Because defendants’ assertions in their proposed amended answer satisfy the pleading standards for defenses and affirmative defenses in Rules 8(b) and (c), amendment is not futile. In all, because defendants’ motion satisfies Rules 16(b) and 15(a), the Court will set aside the Magistrate Judge’s order and grant defendants leave to amend their answer.

B. Motion to Permit Depositions of Fact Witnesses
Plaintiffs move for leave to conduct eight depositions after the discovery deadline has passed.50 They seek to depose (1) Tara Blunt, (2) Charlotte Jones, (3) Raymond Riley, (4) Cornelius Garrison, (5) Marlene Kennedy, (6) Harry Dorsey, (7) a Rule 30(b)(6) deposition of J.S. Investigations, and (8) Robert Weber.51 Plaintiffs’ motion is denied. As an initial matter, plaintiffs’ motion violates the Court’s order that “[t]here will be no further motion practice of any kind unless ordered by the Court.”52 Plaintiffs’ motion is denied for this reason alone. Plaintiffs’ motion is separately denied under Rule 16(b) for each of the witnesses they seek to depose.
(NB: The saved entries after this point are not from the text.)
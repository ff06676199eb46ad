//! Configuración de variables de entorno
//!
//! Este módulo maneja la configuración del entorno y variables de
//! configuración del motor de reservas.

use std::env;

/// Configuración del entorno
#[derive(Debug, Clone)]
pub struct EnvironmentConfig {
    pub environment: String,
    pub port: u16,
    pub host: String,
    pub cors_origins: Vec<String>,
    /// Espera máxima del lock de vehículo antes de reportar Busy (ms)
    pub lock_timeout_ms: u64,
}

impl EnvironmentConfig {
    pub fn from_env() -> Self {
        Self {
            environment: env::var("ENVIRONMENT").unwrap_or_else(|_| "development".to_string()),
            port: env::var("PORT")
                .unwrap_or_else(|_| "3000".to_string())
                .parse()
                .expect("PORT must be a valid number"),
            host: env::var("HOST").unwrap_or_else(|_| "0.0.0.0".to_string()),
            cors_origins: env::var("CORS_ORIGINS")
                .unwrap_or_default()
                .split(',')
                .filter(|s| !s.trim().is_empty())
                .map(|s| s.trim().to_string())
                .collect(),
            lock_timeout_ms: env::var("RESERVATION_LOCK_TIMEOUT_MS")
                .unwrap_or_else(|_| "3000".to_string())
                .parse()
                .expect("RESERVATION_LOCK_TIMEOUT_MS must be a valid number"),
        }
    }
}

impl Default for EnvironmentConfig {
    fn default() -> Self {
        Self::from_env()
    }
}
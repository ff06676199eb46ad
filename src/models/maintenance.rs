//! Modelo de MaintenanceSchedule
//!
//! Mapea a la tabla maintenance_schedules. El costo solo se conoce
//! al completar el servicio.

use chrono::{DateTime, NaiveDate, Utc};
use rust_decimal::Decimal;
use serde::{Deserialize, Serialize};
use sqlx::{FromRow, Type};
use uuid::Uuid;

/// Estado del mantenimiento - mapea al ENUM maintenance_status
#[derive(Debug, Clone, Copy, Serialize, Deserialize, Type, PartialEq, Eq)]
#[sqlx(type_name = "maintenance_status", rename_all = "snake_case")]
#[serde(rename_all = "snake_case")]
pub enum MaintenanceStatus {
    Pending,
    Completed,
}

impl MaintenanceStatus {
    pub fn as_str(&self) -> &'static str {
        match self {
            MaintenanceStatus::Pending => "pending",
            MaintenanceStatus::Completed => "completed",
        }
    }
}

/// MaintenanceSchedule principal
#[derive(Debug, Clone, Serialize, Deserialize, FromRow)]
pub struct MaintenanceSchedule {
    pub id: Uuid,
    pub vehicle_id: Uuid,
    pub service_type: String,
    pub scheduled_date: NaiveDate,
    pub completed_date: Option<NaiveDate>,
    pub status: MaintenanceStatus,
    pub cost: Option<Decimal>,
    pub created_at: DateTime<Utc>,
}

impl MaintenanceSchedule {
    /// Flag derivado: pendiente y con fecha programada vencida
    pub fn is_overdue(&self, as_of: NaiveDate) -> bool {
        self.status == MaintenanceStatus::Pending && self.scheduled_date < as_of
    }

    /// Pendiente y con fecha programada alcanzada (hoy o antes)
    pub fn is_due(&self, as_of: NaiveDate) -> bool {
        self.status == MaintenanceStatus::Pending && self.scheduled_date <= as_of
    }
}
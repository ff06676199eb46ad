//! Middleware de CORS
//!
//! Este módulo maneja la configuración de CORS para permitir
//! requests desde los dashboards.

use axum::http::{HeaderName, HeaderValue, Method};
use tower_http::cors::CorsLayer;

/// Crear middleware de CORS configurado para desarrollo
/// NOTA: Permite cualquier origen - solo para desarrollo
pub fn cors_middleware() -> CorsLayer {
    CorsLayer::very_permissive()
}

/// Crear middleware de CORS con orígenes específicos
pub fn cors_middleware_with_origins(origins: Vec<String>) -> CorsLayer {
    let mut cors = CorsLayer::new();

    for origin in origins {
        if let Ok(header_value) = HeaderValue::from_str(&origin) {
            cors = cors.allow_origin(header_value);
        }
    }

    cors.allow_methods([
        Method::GET,
        Method::POST,
        Method::PUT,
        Method::DELETE,
        Method::PATCH,
        Method::OPTIONS,
    ])
    .allow_headers([
        HeaderName::from_static("authorization"),
        HeaderName::from_static("content-type"),
        HeaderName::from_static("accept"),
        HeaderName::from_static("origin"),
        HeaderName::from_static("x-requested-with"),
    ])
    .allow_credentials(true)
    .max_age(std::time::Duration::from_secs(3600))
}
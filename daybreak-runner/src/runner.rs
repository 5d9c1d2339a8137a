//! Backtest runner — wires config, core pipeline, and report assembly.

use daybreak_core::data::DataError;
use daybreak_core::domain::Bar;
use daybreak_core::{run_backtest as run_core, EngineError};
use thiserror::Error;

use crate::config::{BacktestConfig, ConfigError};
use crate::report::BacktestReport;

/// Strategy name recorded in report metadata.
pub const STRATEGY_NAME: &str = "previous-day-breakout";

#[derive(Debug, Error)]
pub enum RunError {
    #[error("config error: {0}")]
    Config(#[from] ConfigError),
    #[error("data error: {0}")]
    Data(#[from] DataError),
    #[error("engine error: {0}")]
    Engine(#[from] EngineError),
}

/// Run one backtest over pre-fetched bars.
///
/// The bars must already be ordered; fetching (and all its retry
/// semantics) happens in the data providers, never here.
pub fn run_backtest(config: &BacktestConfig, bars: &[Bar]) -> Result<BacktestReport, RunError> {
    config.check_dates()?;
    let output = run_core(bars, &config.strategy)?;
    Ok(BacktestReport::assemble(
        &config.backtest.symbol,
        STRATEGY_NAME,
        &config.strategy,
        &output,
    ))
}
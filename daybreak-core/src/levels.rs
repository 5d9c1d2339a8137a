//! Daily reference levels — each day's high/low plus the previous day's.
//!
//! The previous day is the previous day *in the series*, not the
//! calendar-adjacent day: with gaps in the data, a Monday's reference
//! levels may come from the prior Friday.

use crate::domain::Bar;
use chrono::NaiveDate;
use serde::{Deserialize, Serialize};
use std::collections::BTreeMap;

/// High/low of one calendar day together with the previous day's levels.
///
/// `previous_*` are `None` for the first day in the series; no signal is
/// possible on that day.
#[derive(Debug, Clone, PartialEq, Serialize, Deserialize)]
pub struct DayLevels {
    pub date: NaiveDate,
    pub current_high: f64,
    pub current_low: f64,
    pub previous_high: Option<f64>,
    pub previous_low: Option<f64>,
}

/// Group an ordered bar sequence by UTC calendar day and compute each
/// day's levels. Empty input yields an empty map (no signals possible);
/// this function never errors.
pub fn day_levels(bars: &[Bar]) -> BTreeMap<NaiveDate, DayLevels> {
    let mut levels: BTreeMap<NaiveDate, DayLevels> = BTreeMap::new();
    let mut previous: Option<(f64, f64)> = None;
    let mut current: Option<DayLevels> = None;

    for bar in bars {
        let date = bar.date();
        match current.as_mut() {
            Some(day) if day.date == date => {
                day.current_high = day.current_high.max(bar.high);
                day.current_low = day.current_low.min(bar.low);
            }
            _ => {
                if let Some(done) = current.take() {
                    previous = Some((done.current_high, done.current_low));
                    levels.insert(done.date, done);
                }
                current = Some(DayLevels {
                    date,
                    current_high: bar.high,
                    current_low: bar.low,
                    previous_high: previous.map(|(h, _)| h),
                    previous_low: previous.map(|(_, l)| l),
                });
            }
        }
    }
    if let Some(done) = current {
        levels.insert(done.date, done);
    }
    levels
}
1. Tara Blunt, Charlotte Jones, Raymond Riley, Cornelius Garrison, and Marlene Kennedy
First, plaintiffs have not provided an adequate explanation for their delay in deposing these individuals to justify an extension of the discovery deadline. See S&W Enters., 315 F.3d at 536. The record reflects that plaintiffs were on notice as early as October 2018 that each of these individuals was relevant to defendants’ argument that this collision was staged. On October 18, 2018, defendants asked each plaintiff during depositions whether they knew these individuals.53 Defendants’ briefing papers in connection with their motion to alter the Court’s dismissal of their counterclaim also included many of these individuals’ names, and linked them to other similar accidents on Interstate 10.54 Those briefs were filed in October and November 2018.55 Then, on February 23, 2019, nearly one month before the deadline, defendants disclosed in an interrogatory response that they intended to call each of these individuals to testify at trial.56 In that response, defendants stated the topics on which each witness would testify.57 The record thus reflects that before the discovery deadline, plaintiffs were aware (1) of these individuals’ identities, (2) that defendants had linked many of them to other similar collisions on Interstate 10, and (3) of defendants intention to have them testify at trial and the matters on which they could testify. Plaintiffs nevertheless chose not to depose them. There is not good cause to extend the discovery deadline in such a circumstance. See EEOC v. Prod. Fabricators Inc., 285 F.R.D. 418, 422-23 (D. Minn. 2012) (finding no good cause to reopen discovery to allow a party to further depose a witness, when the party “made a strategic decision about what to ask [the witness] during his deposition”).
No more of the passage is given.